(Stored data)
--------------------------------------------------

impl GameMachine {
    pub fn new(
        timing: Timing,
        generator: OutcomeGenerator,
        timers: TimerScheduler,
        sounds: Arc<dyn SoundCues>,
        event_tx: broadcast::Sender<GameEvent>,
    ) -> Self {
        Self {
            state: GameState::Idle,
            progress: 0,
            outcome: None,
            epoch: 0,
            timer: None,
            ring: None,
            state_entered_at: None,
            timing,
            generator,
            timers,
            sounds,
            event_tx,
        }
    }

    pub fn state(&self) -> GameState {
        self.state
    }

    pub fn progress(&self) -> u8 {
        self.progress
    }

    pub fn outcome(&self) -> Option<Outcome> {
        self.outcome
    }

    /// Place the call: Idle -> Connecting
    pub fn start(&mut self) -> Result<(), GameError> {
        self.require(GameState::Idle, "start")?;
        self.sounds.play(Cue::ButtonClick);
        self.transition_to(GameState::Connecting);
        Ok(())
    }

    /// Play again: Result -> Idle
    pub fn replay(&mut self) -> Result<(), GameError> {
        self.require(GameState::Result, "replay")?;
        self.sounds.play(Cue::ButtonClick);
        self.transition_to(GameState::Idle);
        self.emit(GameEvent::ReturnedToIdle {
            reason: IdleReason::Replay,
        });
        Ok(())
    }

    /// Hang up from any state
    pub fn exit(&mut self) {
        self.sounds.play(Cue::ButtonClick);
        if self.state == GameState::Idle {
            return;
        }

        self.transition_to(GameState::Idle);
        self.emit(GameEvent::ReturnedToIdle {
            reason: IdleReason::Exit,
        });
    }

    /// Handle a timer firing; firings from a state already left are dropped
    pub fn on_timer(&mut self, fired: TimerFired) {
        let current = self.timer.as_ref().is_some_and(|t| t.matches(&fired));
        if !current {
            debug!(
                kind = ?fired.kind,
                epoch = fired.epoch,
                current_epoch = self.epoch,
                "dropping stale timer"
            );
            return;
        }

        match (self.state, fired.kind) {
            (GameState::Connecting, TimerKind::Connect) => self.transition_to(GameState::Ivr),
            (GameState::Ivr, TimerKind::Ivr) => self.transition_to(GameState::Playing),
            (GameState::Playing, TimerKind::ProgressTick) => self.advance_progress(),
            (state, kind) => warn!(%state, ?kind, "timer does not apply to state"),
        }
    }

    fn require(&self, expected: GameState, action: &'static str) -> Result<(), GameError> {
        if self.state == expected {
            Ok(())
        } else {
            Err(GameError::InvalidTransition {
                action,
                state: self.state,
            })
        }
    }

    fn advance_progress(&mut self) {
        self.progress = self
            .progress
            .saturating_add(self.timing.progress_step)
            .min(PROGRESS_MAX);

        debug!(progress = self.progress, "draw progress");
        self.sounds.play(Cue::Progress);
        self.emit(GameEvent::ProgressAdvanced {
            progress: self.progress,
        });

        if self.progress >= PROGRESS_MAX {
            self.transition_to(GameState::Result);
        }
    }

    /// Perform a state transition
    fn transition_to(&mut self, new_state: GameState) {
        let old_state = self.state;
        let duration_ms = self
            .state_entered_at
            .map(|t| t.elapsed().as_millis() as u64)
            .unwrap_or(0);

        info!(
            from = %old_state,
            to = %new_state,
            duration_ms = duration_ms,
            "state transition"
        );

        self.leave();

        self.epoch += 1;
        self.state = new_state;
        self.state_entered_at = if new_state != GameState::Idle {
            Some(Instant::now())
        } else {
            None
        };

        self.enter(new_state);
    }

    /// Release everything owned by the state being left
    fn leave(&mut self) {
        if let Some(timer) = self.timer.take() {
            timer.cancel();
        }
        if let Some(ring) = self.ring.take() {
            self.sounds.stop(ring);
        }
        self.outcome = None;
    }

    /// Set up the state just entered
    fn enter(&mut self, state: GameState) {
        match state {
            GameState::Idle => {
                self.progress = 0;
            }
            GameState::Connecting => {
                self.progress = 0;
                self.ring = self.sounds.play_looped(Cue::PhoneRing);
                self.timer = Some(self.timers.after(
                    TimerKind::Connect,
                    self.epoch,
                    self.timing.connect,
                ));
                self.emit(GameEvent::CallStarted);
            }
            GameState::Ivr => {
                self.sounds.play(Cue::Ivr);
                self.timer = Some(self.timers.after(TimerKind::Ivr, self.epoch, self.timing.ivr));
                self.emit(GameEvent::Connected);
                self.emit(GameEvent::IvrStarted);
            }
            GameState::Playing => {
                self.progress = 0;
                self.timer = Some(self.timers.every(
                    TimerKind::ProgressTick,
                    self.epoch,
                    self.timing.tick,
                ));
                self.emit(GameEvent::DrawStarted);
            }
            GameState::Result => {
                let outcome = self.generator.draw();
                info!(winner = outcome.is_winner, amount = outcome.amount, "draw complete");

                self.outcome = Some(outcome);
                self.sounds.play(if outcome.is_winner { Cue::Win } else { Cue::Lose });
                self.emit(GameEvent::ResultAnnounced { outcome });
            }
        }
    }

    fn emit(&self, event: GameEvent) {
        debug!(%event, "emitting event");
        let _ = self.event_tx.send(event);
    }
}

--------------------------------------------------

- Exercise goal -
The entries above should be set down again exactly as they appear.

- Exercise answer -
impl GameMachine {
    pub fn new(
        timing: Timing,
        generator: OutcomeGenerator,
        timers: TimerScheduler,
        sounds: Arc<dyn SoundCues>,
        event_tx: broadcast::Sender<GameEvent>,
    ) -> Self {
        Self {
            state: GameState::Idle,
            progress: 0,
            outcome: None,
            epoch: 0,
            timer: None,
            ring: None,
            state_entered_at: None,
            timing,
            generator,
            timers,
            sounds,
            event_tx,
        }
    }

    pub fn state(&self) -> GameState {
        self.state
    }

    pub fn progress(&self) -> u8 {
        self.progress
    }

    pub fn outcome(&self) -> Option<Outcome> {
        self.outcome
    }

    /// Place the call: Idle -> Connecting
    pub fn start(&mut self) -> Result<(), GameError> {
        self.require(GameState::Idle, "start")?;
        self.sounds.play(Cue::ButtonClick);
        self.transition_to(GameState::Connecting);
        Ok(())
    }

    /// Play again: Result -> Idle
    pub fn replay(&mut self) -> Result<(), GameError> {
        self.require(GameState::Result, "replay")?;
        self.sounds.play(Cue::ButtonClick);
        self.transition_to(GameState::Idle);
        self.emit(GameEvent::ReturnedToIdle {
            reason: IdleReason::Replay,
        });
        Ok(())
    }

    /// Hang up from any state
    pub fn exit(&mut self) {
        self.sounds.play(Cue::ButtonClick);
        if self.state == GameState::Idle {
            return;
        }

        self.transition_to(GameState::Idle);
        self.emit(GameEvent::ReturnedToIdle {
            reason: IdleReason::Exit,
        });
    }

    /// Handle a timer firing; firings from a state already left are dropped
    pub fn on_timer(&mut self, fired: TimerFired) {
        let current = self.timer.as_ref().is_some_and(|t| t.matches(&fired));
        if !current {
            debug!(
                kind = ?fired.kind,
                epoch = fired.epoch,
                current_epoch = self.epoch,
                "dropping stale timer"
            );
            return;
        }

        match (self.state, fired.kind) {
            (GameState::Connecting, TimerKind::Connect) => self.transition_to(GameState::Ivr),
            (GameState::Ivr, TimerKind::Ivr) => self.transition_to(GameState::Playing),
            (GameState::Playing, TimerKind::ProgressTick) => self.advance_progress(),
            (state, kind) => warn!(%state, ?kind, "timer does not apply to state"),
        }
    }

    fn require(&self, expected: GameState, action: &'static str) -> Result<(), GameError> {
        if self.state == expected {
            Ok(())
        } else {
            Err(GameError::InvalidTransition {
                action,
                state: self.state,
            })
        }
    }

    fn advance_progress(&mut self) {
        self.progress = self
            .progress
            .saturating_add(self.timing.progress_step)
            .min(PROGRESS_MAX);

        debug!(progress = self.progress, "draw progress");
        self.sounds.play(Cue::Progress);
        self.emit(GameEvent::ProgressAdvanced {
            progress: self.progress,
        });

        if self.progress >= PROGRESS_MAX {
            self.transition_to(GameState::Result);
        }
    }

    /// Perform a state transition
    fn transition_to(&mut self, new_state: GameState) {
        let old_state = self.state;
        let duration_ms = self
            .state_entered_at
            .map(|t| t.elapsed().as_millis() as u64)
            .unwrap_or(0);

        info!(
            from = %old_state,
            to = %new_state,
            duration_ms = duration_ms,
            "state transition"
        );

        self.leave();

        self.epoch += 1;
        self.state = new_state;
        self.state_entered_at = if new_state != GameState::Idle {
            Some(Instant::now())
        } else {
            None
        };

        self.enter(new_state);
    }

    /// Release everything owned by the state being left
    fn leave(&mut self) {
        if let Some(timer) = self.timer.take() {
            timer.cancel();
        }
        if let Some(ring) = self.ring.take() {
            self.sounds.stop(ring);
        }
        self.outcome = None;
    }

    /// Set up the state just entered
    fn enter(&mut self, state: GameState) {
        match state {
            GameState::Idle => {
                self.progress = 0;
            }
            GameState::Connecting => {
                self.progress = 0;
                self.ring = self.sounds.play_looped(Cue::PhoneRing);
                self.timer = Some(self.timers.after(
                    TimerKind::Connect,
                    self.epoch,
                    self.timing.connect,
                ));
                self.emit(GameEvent::CallStarted);
            }
            GameState::Ivr => {
                self.sounds.play(Cue::Ivr);
                self.timer = Some(self.timers.after(TimerKind::Ivr, self.epoch, self.timing.ivr));
                self.emit(GameEvent::Connected);
                self.emit(GameEvent::IvrStarted);
            }
            GameState::Playing => {
                self.progress = 0;
                self.timer = Some(self.timers.every(
                    TimerKind::ProgressTick,
                    self.epoch,
                    self.timing.tick,
                ));
                self.emit(GameEvent::DrawStarted);
            }
            GameState::Result => {
                let outcome = self.generator.draw();
                info!(winner = outcome.is_winner, amount = outcome.amount, "draw complete");

                self.outcome = Some(outcome);
                self.sounds.play(if outcome.is_winner { Cue::Win } else { Cue::Lose });
                self.emit(GameEvent::ResultAnnounced { outcome });
            }
        }
    }

    fn emit(&self, event: GameEvent) {
        debug!(%event, "emitting event");
        let _ = self.event_tx.send(event);
    }
}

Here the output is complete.